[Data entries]
====
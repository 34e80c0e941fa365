use async_trait::async_trait;
use reqwest::Request;

use crate::Result;

/// Sends a prepared request and hands back the buffered response.
///
/// Implementations own connection reuse, TLS, timeouts and cancellation. They
/// must not retry: a retried OAuth1 request needs a new nonce and timestamp,
/// so retrying is left to the caller.
#[async_trait]
pub trait Transport {
    async fn send(&self, request: Request) -> Result<http::Response<String>>;
}

#[async_trait]
impl Transport for reqwest::Client {
    async fn send(&self, request: Request) -> Result<http::Response<String>> {
        let response = self.execute(request).await?;
        let status = response.status();
        let headers = response.headers().clone();
        let text = response.text().await?;

        let mut buffered = http::Response::new(text);
        *buffered.status_mut() = status;
        *buffered.headers_mut() = headers;
        Ok(buffered)
    }
}

#[async_trait]
impl<T> Transport for &T
where
    T: Transport + Sync + ?Sized,
{
    async fn send(&self, request: Request) -> Result<http::Response<String>> {
        (**self).send(request).await
    }
}
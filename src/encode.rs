use percent_encoding::{utf8_percent_encode, AsciiSet, NON_ALPHANUMERIC};

/// Everything except the RFC 3986 unreserved set: `A-Z a-z 0-9 - . _ ~`.
const OAUTH_ENCODE_SET: &AsciiSet = &NON_ALPHANUMERIC
    .remove(b'-')
    .remove(b'.')
    .remove(b'_')
    .remove(b'~');

/// Percent encodes `input` as RFC 5849 3.6 requires.
///
/// Unlike form encoding, space becomes `%20` (never `+`) and `*` is escaped.
/// Escapes always use uppercase hex digits.
pub fn percent_encode(input: &str) -> String {
    utf8_percent_encode(input, OAUTH_ENCODE_SET).to_string()
}
use std::fs;
use std::path::PathBuf;
use std::process::ExitCode;

use clap::{Parser, Subcommand};
use tracing::error;
use tracing_subscriber::filter::{EnvFilter, LevelFilter};

use certtree::cert::Certificate;
use certtree::config::{IssuanceConfig, ProvisionPlan};
use certtree::error::{CertTreeError, ErrorCategory, Result};
use certtree::provision::provision;
use certtree::role::Role;
use certtree::service::IssuanceService;
use certtree::store::DirectoryStore;

/// Issue and chain certificates of a root / sub-CA / leaf hierarchy.
#[derive(Debug, Parser)]
#[command(author, version, about, long_about = None)]
struct Cli {
    /// Directory holding certificate records
    #[arg(short, long, default_value = "certs", global = true)]
    dir: PathBuf,

    /// Raise log verbosity (-v debug, -vv trace)
    #[arg(short, long, action = clap::ArgAction::Count, global = true)]
    verbose: u8,

    #[command(subcommand)]
    command: Command,
}

#[derive(Debug, Subcommand)]
enum Command {
    /// Issue a certificate, or return the stored one if it already exists
    Issue {
        subject: String,
        /// root, subca, server or client
        #[arg(short, long)]
        role: Role,
        /// Subject of the signing CA; omit for a root
        #[arg(short, long)]
        issuer: Option<String>,
    },
    /// Print the trust chain of a subject, nearest issuer first
    Chain {
        subject: String,
        /// Write the bundle to a file instead of stdout
        #[arg(short, long)]
        out: Option<PathBuf>,
    },
    /// Print the SHA-1 fingerprint of a PEM certificate file
    Fingerprint { cert: PathBuf },
    /// Export a subject's certificate and key as PKCS#12
    #[cfg(feature = "pkcs12")]
    ExportP12 {
        subject: String,
        /// Output file
        #[arg(short, long)]
        out: PathBuf,
        /// Bundle password; defaults to the subject
        #[arg(short, long)]
        password: Option<String>,
    },
    /// Issue every identity of a TOML plan and write its bundles
    Provision { plan: PathBuf },
}

fn start_logger(verbose: u8) {
    let default_level = match verbose {
        0 => LevelFilter::INFO,
        1 => LevelFilter::DEBUG,
        _ => LevelFilter::TRACE,
    };
    let filter = EnvFilter::try_from_default_env()
        .unwrap_or_else(|_| EnvFilter::default().add_directive(default_level.into()));

    tracing_subscriber::fmt()
        .with_env_filter(filter)
        .with_target(false)
        .with_writer(std::io::stderr)
        .init();
}

fn service(cli: &Cli) -> Result<IssuanceService<DirectoryStore>> {
    let config = IssuanceConfig::default().with_env_overrides()?;
    Ok(IssuanceService::with_config(
        DirectoryStore::open(&cli.dir)?,
        config,
    ))
}

fn write_output(out: &Option<PathBuf>, contents: &[u8]) -> Result<()> {
    match out {
        Some(path) => fs::write(path, contents).map_err(|e| {
            CertTreeError::StorageError(format!("cannot write {}: {e}", path.display()))
        }),
        None => {
            print!("{}", String::from_utf8_lossy(contents));
            Ok(())
        }
    }
}

fn run(cli: &Cli) -> Result<()> {
    match &cli.command {
        Command::Issue {
            subject,
            role,
            issuer,
        } => {
            let record = service(cli)?.issue(subject, *role, issuer.as_deref())?;
            println!("{} {}", record.subject, record.fingerprint);
        }
        Command::Chain { subject, out } => {
            let pem = service(cli)?.chain_pem(subject)?;
            write_output(out, pem.as_bytes())?;
        }
        Command::Fingerprint { cert } => {
            let pem = fs::read_to_string(cert).map_err(|e| {
                CertTreeError::StorageError(format!("cannot read {}: {e}", cert.display()))
            })?;
            println!("{}", Certificate::from_pem(&pem)?.fingerprint()?);
        }
        #[cfg(feature = "pkcs12")]
        Command::ExportP12 {
            subject,
            out,
            password,
        } => {
            let der = service(cli)?.export_pkcs12(subject, password.as_deref())?;
            write_output(&Some(out.clone()), &der)?;
        }
        Command::Provision { plan } => {
            let plan = ProvisionPlan::from_file(plan)?;
            let report = provision(&plan, &cli.dir)?;
            for (subject, fingerprint) in &report.issued {
                println!("{subject} {fingerprint}");
            }
            for path in &report.chain_files {
                println!("{}", path.display());
            }
        }
    }
    Ok(())
}

fn main() -> ExitCode {
    let cli = Cli::parse();
    start_logger(cli.verbose);

    match run(&cli) {
        Ok(()) => ExitCode::SUCCESS,
        Err(err) => {
            error!(category = ?err.category(), "{err}");
            match err.category() {
                ErrorCategory::BadInput => ExitCode::from(2),
                ErrorCategory::MissingDependency => ExitCode::from(3),
                ErrorCategory::DataIntegrity => ExitCode::from(4),
                ErrorCategory::Internal => ExitCode::FAILURE,
            }
        }
    }
}
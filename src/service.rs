use std::fmt;

use tracing::{debug, info, warn};

use crate::cert::params::CertificateRequest;
use crate::cert::{Certificate, CertificateWithPrivateKey};
use crate::chain;
use crate::config::IssuanceConfig;
use crate::error::{CertTreeError, Result};
use crate::issuer::{Issuer, self_signed};
use crate::key::{KeyPair, PublicKey};
use crate::record::CertificateRecord;
use crate::role::Role;
use crate::store::{CertificateStore, validate_subject};

/// Progress of a single issuance request, reported in tracing events.
#[derive(Debug, Clone, Copy, PartialEq, Eq)]
pub enum IssuanceStage {
    ResolvingIssuer,
    GeneratingKeys,
    BuildingCert,
    Serializing,
    Persisting,
    Done,
    Failed,
}

impl IssuanceStage {
    pub fn as_str(&self) -> &'static str {
        match self {
            IssuanceStage::ResolvingIssuer => "resolving-issuer",
            IssuanceStage::GeneratingKeys => "generating-keys",
            IssuanceStage::BuildingCert => "building-cert",
            IssuanceStage::Serializing => "serializing",
            IssuanceStage::Persisting => "persisting",
            IssuanceStage::Done => "done",
            IssuanceStage::Failed => "failed",
        }
    }
}

impl fmt::Display for IssuanceStage {
    fn fmt(&self, f: &mut fmt::Formatter<'_>) -> fmt::Result {
        f.write_str(self.as_str())
    }
}

/// Issues certificates into a record store.
///
/// The service keeps no chain in memory: every request reloads the issuer's
/// certificate and key from the store and signs with that. It holds no mutable
/// state, so one instance may serve concurrent requests; the store's atomic
/// `save` decides races on the same subject.
#[derive(Debug, Clone)]
pub struct IssuanceService<S> {
    store: S,
    config: IssuanceConfig,
}

impl<S: CertificateStore> IssuanceService<S> {
    pub fn new(store: S) -> Self {
        Self::with_config(store, IssuanceConfig::default())
    }

    pub fn with_config(store: S, config: IssuanceConfig) -> Self {
        Self { store, config }
    }

    pub fn store(&self) -> &S {
        &self.store
    }

    pub fn config(&self) -> &IssuanceConfig {
        &self.config
    }

    /// Issues a certificate for `subject` in `role`, signed by `issuer_subject`.
    ///
    /// Only a root may omit the issuer. Re-issuing a subject that already has a
    /// complete record with the same role and issuer returns the stored record
    /// unchanged. On success exactly one record is written; on failure none.
    pub fn issue(
        &self,
        subject: &str,
        role: Role,
        issuer_subject: Option<&str>,
    ) -> Result<CertificateRecord> {
        let mut stage = IssuanceStage::ResolvingIssuer;
        match self.run_issue(subject, role, issuer_subject, &mut stage) {
            Ok(record) => {
                debug!(subject, stage = %IssuanceStage::Done, "issuance finished");
                Ok(record)
            }
            Err(err) => {
                warn!(
                    subject,
                    %role,
                    issuer = issuer_subject.unwrap_or(subject),
                    stage = %IssuanceStage::Failed,
                    failed_at = %stage,
                    error = %err,
                    "issuance failed"
                );
                Err(err)
            }
        }
    }

    fn run_issue(
        &self,
        subject: &str,
        role: Role,
        issuer_subject: Option<&str>,
        stage: &mut IssuanceStage,
    ) -> Result<CertificateRecord> {
        validate_subject(subject)?;
        debug!(subject, %role, stage = %stage, "resolving issuer");

        let issuer = match issuer_subject {
            None if role == Role::Root => None,
            None => {
                return Err(CertTreeError::IssuerRequired {
                    subject: subject.to_string(),
                    role,
                });
            }
            Some(issuer_subject) => Some(self.resolve_issuer(issuer_subject, role)?),
        };
        let expected_issuer = issuer_subject.unwrap_or(subject);

        if let Some(existing) = self.store.load(subject)? {
            if existing.is_complete() {
                if existing.role == role && existing.issuer_subject == expected_issuer {
                    debug!(subject, fingerprint = %existing.fingerprint, "returning stored certificate");
                    return Ok(existing);
                }
                return Err(CertTreeError::DuplicateSubject(subject.to_string()));
            }
            warn!(subject, "stored record is incomplete; issuing a replacement");
        }

        advance(stage, IssuanceStage::GeneratingKeys, subject);
        let key = KeyPair::generate()?;

        advance(stage, IssuanceStage::BuildingCert, subject);
        let request = CertificateRequest::builder()
            .subject(subject)
            .maybe_organization(self.config.organization.clone())
            .role(role)
            .subject_public_key(PublicKey::from_key_pair(&key))
            .valid_days(self.config.valid_days)
            .build();
        let cert = match &issuer {
            None => self_signed(&request, &key)?,
            Some(issuer) => issuer.issue(&request)?,
        };

        advance(stage, IssuanceStage::Serializing, subject);
        let issued = CertificateWithPrivateKey::new(cert, key);
        let record = CertificateRecord::from_issued(role, expected_issuer, &issued)?;

        advance(stage, IssuanceStage::Persisting, subject);
        self.store.save(&record)?;

        *stage = IssuanceStage::Done;
        info!(
            subject,
            %role,
            issuer = expected_issuer,
            fingerprint = %record.fingerprint,
            store = self.store.name(),
            "issued certificate"
        );
        Ok(record)
    }

    /// Loads the issuer's signing material and checks it may sign `role`.
    fn resolve_issuer(&self, issuer_subject: &str, role: Role) -> Result<CertificateWithPrivateKey> {
        validate_subject(issuer_subject)?;
        let record = self
            .store
            .load(issuer_subject)?
            .ok_or_else(|| CertTreeError::UnknownIssuer(issuer_subject.to_string()))?;

        let issuer = record.to_certificate_with_key()?;

        if !record.role.may_issue(role) {
            return Err(CertTreeError::RoleNotPermitted {
                issuer: issuer_subject.to_string(),
                issuer_role: record.role,
                role,
            });
        }
        if !issuer.cert.is_ca()? {
            return Err(CertTreeError::integrity(
                issuer_subject,
                "issuer certificate is not a CA",
            ));
        }
        Ok(issuer)
    }

    /// Returns the stored certificate of `subject`.
    pub fn load_certificate(&self, subject: &str) -> Result<Certificate> {
        let record = self
            .store
            .load(subject)?
            .ok_or_else(|| CertTreeError::UnknownSubject(subject.to_string()))?;
        Certificate::from_pem(&record.pem_cert)
            .map_err(|e| CertTreeError::integrity(subject, e.to_string()))
    }

    /// Issuer certificates of `leaf_subject`, nearest first.
    pub fn assemble_chain(&self, leaf_subject: &str) -> Result<Vec<String>> {
        chain::assemble_chain(&self.store, leaf_subject)
    }

    /// The chain of `leaf_subject` as one PEM bundle.
    pub fn chain_pem(&self, leaf_subject: &str) -> Result<String> {
        chain::chain_pem(&self.store, leaf_subject)
    }

    /// Exports `subject`'s certificate and key as PKCS#12.
    ///
    /// The friendly name is the subject; the password defaults to the subject
    /// as well.
    #[cfg(feature = "pkcs12")]
    pub fn export_pkcs12(&self, subject: &str, password: Option<&str>) -> Result<Vec<u8>> {
        let record = self
            .store
            .load(subject)?
            .ok_or_else(|| CertTreeError::UnknownSubject(subject.to_string()))?;
        if !record.is_complete() {
            return Err(CertTreeError::integrity(
                subject,
                "record has no certificate or key",
            ));
        }
        let der = crate::pkcs12::to_pkcs12(
            &record.pem_cert,
            &record.pem_key,
            subject,
            password.unwrap_or(subject),
        )?;
        debug!(subject, bytes = der.len(), "exported pkcs12 bundle");
        Ok(der)
    }
}

fn advance(stage: &mut IssuanceStage, next: IssuanceStage, subject: &str) {
    *stage = next;
    debug!(subject, stage = %next, "issuance stage");
}
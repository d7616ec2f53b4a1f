use std::fmt;
use std::str::FromStr;

use serde::{Deserialize, Serialize};

use crate::error::CertTreeError;

/// The position a certificate occupies in the hierarchy.
///
/// The role selects the extension profile at issuance time and never changes
/// afterwards.
#[derive(Debug, Clone, Copy, PartialEq, Eq, Hash, PartialOrd, Ord, Serialize, Deserialize)]
#[serde(rename_all = "lowercase")]
pub enum Role {
    /// Self-signed trust anchor.
    Root,
    /// Intermediate authority signed by the root.
    #[serde(rename = "subca")]
    SubCa,
    /// TLS server leaf.
    Server,
    /// TLS client / e-mail leaf.
    Client,
}

impl Role {
    pub const ALL: [Role; 4] = [Role::Root, Role::SubCa, Role::Server, Role::Client];

    pub fn as_str(&self) -> &'static str {
        match self {
            Self::Root => "root",
            Self::SubCa => "subca",
            Self::Server => "server",
            Self::Client => "client",
        }
    }

    /// Returns `true` for the authority roles.
    pub fn is_ca(&self) -> bool {
        matches!(self, Self::Root | Self::SubCa)
    }

    /// Returns `true` if a certificate of this role may sign a certificate of `child` role.
    ///
    /// Sub-CAs carry `pathLen=1` but only ever sign leaves; a second tier of
    /// intermediates is rejected here rather than left to path validation.
    pub fn may_issue(&self, child: Role) -> bool {
        match self {
            Self::Root => matches!(child, Self::SubCa | Self::Server | Self::Client),
            Self::SubCa => matches!(child, Self::Server | Self::Client),
            Self::Server | Self::Client => false,
        }
    }
}

impl fmt::Display for Role {
    fn fmt(&self, f: &mut fmt::Formatter<'_>) -> fmt::Result {
        f.write_str(self.as_str())
    }
}

impl FromStr for Role {
    type Err = CertTreeError;

    fn from_str(s: &str) -> Result<Self, Self::Err> {
        match s {
            "root" => Ok(Self::Root),
            "subca" => Ok(Self::SubCa),
            "server" => Ok(Self::Server),
            "client" => Ok(Self::Client),
            other => Err(CertTreeError::InvalidRole(other.to_string())),
        }
    }
}

#[cfg(test)]
mod tests {
    use super::*;

    #[test]
    fn test_parse_round_trips_display() {
        for role in Role::ALL {
            assert_eq!(role.to_string().parse::<Role>().unwrap(), role);
        }
    }

    #[test]
    fn test_unknown_role_is_invalid() {
        let err = "intermediate".parse::<Role>().unwrap_err();
        assert!(matches!(err, CertTreeError::InvalidRole(ref r) if r == "intermediate"));
        assert!("Root".parse::<Role>().is_err());
    }

    #[test]
    fn test_issuance_matrix() {
        assert!(Role::Root.may_issue(Role::SubCa));
        assert!(Role::Root.may_issue(Role::Server));
        assert!(Role::Root.may_issue(Role::Client));
        assert!(!Role::Root.may_issue(Role::Root));

        assert!(Role::SubCa.may_issue(Role::Server));
        assert!(Role::SubCa.may_issue(Role::Client));
        assert!(!Role::SubCa.may_issue(Role::SubCa));

        for child in Role::ALL {
            assert!(!Role::Server.may_issue(child));
            assert!(!Role::Client.may_issue(child));
        }
    }

    #[test]
    fn test_serde_uses_lowercase_names() {
        assert_eq!(serde_json::to_string(&Role::SubCa).unwrap(), "\"subca\"");
        let role: Role = serde_json::from_str("\"client\"").unwrap();
        assert_eq!(role, Role::Client);
    }
}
====
» **YOUR OBJECTIVE**
Starting with the line that holds "pub fn store(&self)" and ending with the line that holds "let expected_issuer = issuer_subject.unwrap_or(subject);", retype every line in the data above exactly, and nothing else.

» **WRITTEN SOLUTION**
    pub fn store(&self) -> &S {
        &self.store
    }

    pub fn config(&self) -> &IssuanceConfig {
        &self.config
    }

    /// Issues a certificate for `subject` in `role`, signed by `issuer_subject`.
    ///
    /// Only a root may omit the issuer. Re-issuing a subject that already has a
    /// complete record with the same role and issuer returns the stored record
    /// unchanged. On success exactly one record is written; on failure none.
    pub fn issue(
        &self,
        subject: &str,
        role: Role,
        issuer_subject: Option<&str>,
    ) -> Result<CertificateRecord> {
        let mut stage = IssuanceStage::ResolvingIssuer;
        match self.run_issue(subject, role, issuer_subject, &mut stage) {
            Ok(record) => {
                debug!(subject, stage = %IssuanceStage::Done, "issuance finished");
                Ok(record)
            }
            Err(err) => {
                warn!(
                    subject,
                    %role,
                    issuer = issuer_subject.unwrap_or(subject),
                    stage = %IssuanceStage::Failed,
                    failed_at = %stage,
                    error = %err,
                    "issuance failed"
                );
                Err(err)
            }
        }
    }

    fn run_issue(
        &self,
        subject: &str,
        role: Role,
        issuer_subject: Option<&str>,
        stage: &mut IssuanceStage,
    ) -> Result<CertificateRecord> {
        validate_subject(subject)?;
        debug!(subject, %role, stage = %stage, "resolving issuer");

        let issuer = match issuer_subject {
            None if role == Role::Root => None,
            None => {
                return Err(CertTreeError::IssuerRequired {
                    subject: subject.to_string(),
                    role,
                });
            }
            Some(issuer_subject) => Some(self.resolve_issuer(issuer_subject, role)?),
        };
        let expected_issuer = issuer_subject.unwrap_or(subject);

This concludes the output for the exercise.